* **REQUIRED WORK**
Read the data below. Then repeat all of it exactly.

>>

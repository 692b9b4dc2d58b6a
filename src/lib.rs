pub use cgroup::{CgroupConfig, SandboxCgroup, SandboxUsage};
pub use error::{SandboxError, SandboxExit};
pub use isolate::NamespaceConfig;
pub use launcher::launch;
pub use outcome::{
  classify, ExecutionReport, Outcome, ResultRecord, STATUS_ACCEPTED, STATUS_MEMORY_LIMIT,
  STATUS_RUNTIME_ERROR, STATUS_TIME_LIMIT,
};
pub use request::{ExecutionRequest, Target};

mod cgroup;
mod error;
mod isolate;
mod launcher;
mod outcome;
mod pipe;
mod request;
mod supervisor;
use snowbox::{classify, ExecutionReport, Outcome};

const SIGKILL: i32 = 9;
const SIGSEGV: i32 = 11;

#[test]
fn it_should_accept_clean_exit() {
  let report = ExecutionReport::new(Some(0), None, false, 12, 1024).set_stdout("hi\n");
  let outcome = classify(&report);
  assert_eq!(
    outcome,
    Outcome::Accepted {
      time: 12,
      memory: 1024,
      output: "hi".to_string(),
    }
  );
}

#[test]
fn it_should_report_at_least_one_millisecond() {
  let report = ExecutionReport::new(Some(0), None, false, 0, 0);
  assert_eq!(report.time_ms(), 1);
  match classify(&report) {
    Outcome::Accepted { time, .. } => assert!(time >= 1),
    outcome => panic!("unexpected outcome: {:?}", outcome),
  }
}

#[test]
fn it_should_fault_on_error_output_despite_clean_exit() {
  let report = ExecutionReport::new(Some(0), None, false, 5, 100).set_stderr("warning: x\n");
  match classify(&report) {
    Outcome::RuntimeError { .. } => {}
    outcome => panic!("unexpected outcome: {:?}", outcome),
  }
}

#[test]
fn it_should_fault_on_nonzero_exit() {
  let report = ExecutionReport::new(Some(1), None, false, 5, 100);
  assert_eq!(
    classify(&report),
    Outcome::RuntimeError {
      detail: "exited with code 1".to_string(),
    }
  );
}

#[test]
fn it_should_fault_on_unexpected_signal() {
  let report = ExecutionReport::new(None, Some(SIGSEGV), false, 5, 100);
  assert_eq!(
    classify(&report),
    Outcome::RuntimeError {
      detail: "terminated by signal 11".to_string(),
    }
  );
}

#[test]
fn it_should_blame_the_timer_for_a_timed_out_kill() {
  let report = ExecutionReport::new(None, Some(SIGKILL), true, 600, 100);
  assert_eq!(classify(&report), Outcome::TimeLimitExceeded);
}

#[test]
fn it_should_blame_the_memory_controller_for_an_unprompted_kill() {
  let report = ExecutionReport::new(None, Some(SIGKILL), false, 80, 262144);
  assert_eq!(classify(&report), Outcome::MemoryLimitExceeded);
}

#[test]
fn it_should_map_oom_exit_status_to_memory_limit() {
  let report = ExecutionReport::new(Some(137), None, false, 80, 262144);
  assert_eq!(classify(&report), Outcome::MemoryLimitExceeded);
}

#[test]
fn it_should_ignore_a_timer_that_lost_the_race() {
  // The timer fired microseconds after a natural clean exit; the wait
  // observed no signal, so the category must not flip.
  let report = ExecutionReport::new(Some(0), None, true, 501, 100).set_stdout("done");
  match classify(&report) {
    Outcome::Accepted { .. } => {}
    outcome => panic!("unexpected outcome: {:?}", outcome),
  }
}

#[test]
fn it_should_classify_identical_reports_identically() {
  let report = ExecutionReport::new(Some(0), None, false, 42, 2048).set_stdout("out");
  let first = classify(&report);
  let second = classify(&report);
  assert_eq!(first.status(), second.status());
}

<<

* **RESPONSE TO THE TASK**
repository 692b9b4dc2d58b6a
filename src/lib.rs
pub use cgroup::{CgroupConfig, SandboxCgroup, SandboxUsage};
pub use error::{SandboxError, SandboxExit};
pub use isolate::NamespaceConfig;
pub use launcher::launch;
pub use outcome::{
  classify, ExecutionReport, Outcome, ResultRecord, STATUS_ACCEPTED, STATUS_MEMORY_LIMIT,
  STATUS_RUNTIME_ERROR, STATUS_TIME_LIMIT,
};
pub use request::{ExecutionRequest, Target};

mod cgroup;
mod error;
mod isolate;
mod launcher;
mod outcome;
mod pipe;
mod request;
mod supervisor;
use snowbox::{classify, ExecutionReport, Outcome};

const SIGKILL: i32 = 9;
const SIGSEGV: i32 = 11;

#[test]
fn it_should_accept_clean_exit() {
  let report = ExecutionReport::new(Some(0), None, false, 12, 1024).set_stdout("hi\n");
  let outcome = classify(&report);
  assert_eq!(
    outcome,
    Outcome::Accepted {
      time: 12,
      memory: 1024,
      output: "hi".to_string(),
    }
  );
}

#[test]
fn it_should_report_at_least_one_millisecond() {
  let report = ExecutionReport::new(Some(0), None, false, 0, 0);
  assert_eq!(report.time_ms(), 1);
  match classify(&report) {
    Outcome::Accepted { time, .. } => assert!(time >= 1),
    outcome => panic!("unexpected outcome: {:?}", outcome),
  }
}

#[test]
fn it_should_fault_on_error_output_despite_clean_exit() {
  let report = ExecutionReport::new(Some(0), None, false, 5, 100).set_stderr("warning: x\n");
  match classify(&report) {
    Outcome::RuntimeError { .. } => {}
    outcome => panic!("unexpected outcome: {:?}", outcome),
  }
}

#[test]
fn it_should_fault_on_nonzero_exit() {
  let report = ExecutionReport::new(Some(1), None, false, 5, 100);
  assert_eq!(
    classify(&report),
    Outcome::RuntimeError {
      detail: "exited with code 1".to_string(),
    }
  );
}

#[test]
fn it_should_fault_on_unexpected_signal() {
  let report = ExecutionReport::new(None, Some(SIGSEGV), false, 5, 100);
  assert_eq!(
    classify(&report),
    Outcome::RuntimeError {
      detail: "terminated by signal 11".to_string(),
    }
  );
}

#[test]
fn it_should_blame_the_timer_for_a_timed_out_kill() {
  let report = ExecutionReport::new(None, Some(SIGKILL), true, 600, 100);
  assert_eq!(classify(&report), Outcome::TimeLimitExceeded);
}

#[test]
fn it_should_blame_the_memory_controller_for_an_unprompted_kill() {
  let report = ExecutionReport::new(None, Some(SIGKILL), false, 80, 262144);
  assert_eq!(classify(&report), Outcome::MemoryLimitExceeded);
}

#[test]
fn it_should_map_oom_exit_status_to_memory_limit() {
  let report = ExecutionReport::new(Some(137), None, false, 80, 262144);
  assert_eq!(classify(&report), Outcome::MemoryLimitExceeded);
}

#[test]
fn it_should_ignore_a_timer_that_lost_the_race() {
  // The timer fired microseconds after a natural clean exit; the wait
  // observed no signal, so the category must not flip.
  let report = ExecutionReport::new(Some(0), None, true, 501, 100).set_stdout("done");
  match classify(&report) {
    Outcome::Accepted { .. } => {}
    outcome => panic!("unexpected outcome: {:?}", outcome),
  }
}

#[test]
fn it_should_classify_identical_reports_identically() {
  let report = ExecutionReport::new(Some(0), None, false, 42, 2048).set_stdout("out");
  let first = classify(&report);
  let second = classify(&report);
  assert_eq!(first.status(), second.status());
}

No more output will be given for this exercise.